Does Dark Matter?
There is something delightfully humbling about the edges of our knowledge of everything. The brightest scientists attempt to calculate and re-calculate the boundaries of our knowledge by peering inside even smaller and out ever further. I read only two days ago that an extraordinarily intelligent Russian mathematician has apparently expressed in faultless mathematical terms the shape of the universe. I can picture his bearded face from the newspaper. I have been searching since then for something on the internet about it and I can find nothing. Was it a dream, like Charley Barley last night, greeting me with hugs and smiles in a green Somerset field?
Now I see that...
"US astronomers say they have found the first direct evidence for the mysterious stuff called dark matter. Dark matter - which does not emit or reflect enough light to be "seen" - is thought to make up 25% of the Universe. By contrast, the ordinary matter we can see is believed to make up no more than about 5% of our Universe.
Until now, astronomers have only been able to infer the existence of this dark material through the gravitational effects it has on ordinary matter. The researchers have discovered what is effectively the gravitational signature of dark matter.
This signature was created by dark matter and ordinary matter being wrenched apart by the immense collision of two large galaxy clusters. "The kinetic energy of this collision is...enough to completely evaporate and pulverise planet Earth ten trillion trillion times over," said team member Maxim Markevitch of the Harvard-Smithsonian Center for Astrophysics in Cambridge, US. Study leader Doug Clowe, from the University of Arizona, said: "This provides the first direct proof that dark matter must exist and that it must make up the majority of the matter in the Universe." BBC
They assess the breakdown of the components of the universe thus: Our Stuff: 5% Dark Matter: 25% Dark Energy: 70%
I found some gloriously psychedelic (N.B. proper spelling of psychedelic) movies here showing illustrations of strong lensing.
I have little grasp of what I am on about. It doesn't matter because I am only an infinitesmally small part of the 5% of everything and some of us have cornflakes to hatch, legs to oil, sheep to graze. We can't all be spending time wondering where all the other stuff that must be there is. That is for people like Maxim and Doug, and the Russian scientist whose name I think was Gregor. It makes me deliriously happy that very clever people are doing this work. I can dream easy (about Charley, again, maybe - I miss Charley!) knowing that these these brave pioneers of understanding are explaining the universe. Also, that superbly fit journalists like Paul Rincon are following these matters, and that the mighty BBC which covers everything, world without end, Amen, has included this priceless pearl on its website, so that we can feel a part of the endless Prometheus quest.
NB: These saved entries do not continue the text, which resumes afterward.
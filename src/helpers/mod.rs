pub(crate) mod collect_sorted;
pub(crate) mod combine;
pub(crate) mod combine_global;
pub(crate) mod keyed;
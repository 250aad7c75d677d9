//! Transparent decompression of input files, detected by extension.

use anyhow::{Context, Result};
use std::fs::File;
use std::io::{BufRead, BufReader};
use std::path::Path;

/// Whether `path` names a gzip file.
pub fn is_gzip(path: &Path) -> bool {
    path.extension().is_some_and(|e| e.eq_ignore_ascii_case("gz"))
}

/// Open `path` for line reading, decompressing `.gz` files on the fly.
pub fn open_text(path: &Path) -> Result<Box<dyn BufRead + Send>> {
    let file = File::open(path).with_context(|| format!("open {}", path.display()))?;
    if is_gzip(path) {
        return gzip_reader(file, path);
    }
    Ok(Box::new(BufReader::new(file)))
}

#[cfg(feature = "compression-gzip")]
fn gzip_reader(file: File, _path: &Path) -> Result<Box<dyn BufRead + Send>> {
    // Multi-member aware: concatenated .gz dumps decode as one stream.
    let decoder = flate2::read::MultiGzDecoder::new(file);
    Ok(Box::new(BufReader::new(decoder)))
}

#[cfg(not(feature = "compression-gzip"))]
fn gzip_reader(_file: File, path: &Path) -> Result<Box<dyn BufRead + Send>> {
    anyhow::bail!(
        "{} is gzip-compressed but the compression-gzip feature is disabled",
        path.display()
    )
}

#[cfg(all(test, feature = "compression-gzip"))]
mod tests {
    use super::*;
    use flate2::Compression;
    use flate2::write::GzEncoder;
    use std::io::{Read, Write};
    use tempfile::tempdir;

    #[test]
    fn gz_input_is_decompressed() -> Result<()> {
        let dir = tempdir()?;
        let path = dir.path().join("dblp.xml.gz");
        let mut enc = GzEncoder::new(File::create(&path)?, Compression::default());
        enc.write_all(b"<author>Jane Doe</author>\n")?;
        enc.finish()?;

        let mut text = String::new();
        open_text(&path)?.read_to_string(&mut text)?;
        assert_eq!(text, "<author>Jane Doe</author>\n");
        Ok(())
    }
}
There is still some confusion about black cabs - it is still not understood how these mysterious entities disappear in the area around Oxford Street at 11pm and re-appear in Chigwell, many miles away, moments later. Scientists looking to increase their understanding of dark matter could do worse than refer to these pillars of transitory wisdom in their search for clues about the way things are.
"Strong lensing? I had him in the back of this cab once. Lovely geezer. Told me that the lensing cross-section is dominated by massive elliptical galaxies at redshifts 0.3 < z < 1 ...."
"Yes. The prospect of discovering a significant number of higher-order catastrophe lenses in the LSST sample is an exciting one."
"What do you reckon - Tottenham to go down?"










2 Comments:
So, this seals the deal for the big crunch, then?
I just like the way that diagram looks like a kind of, "cosmic coffin".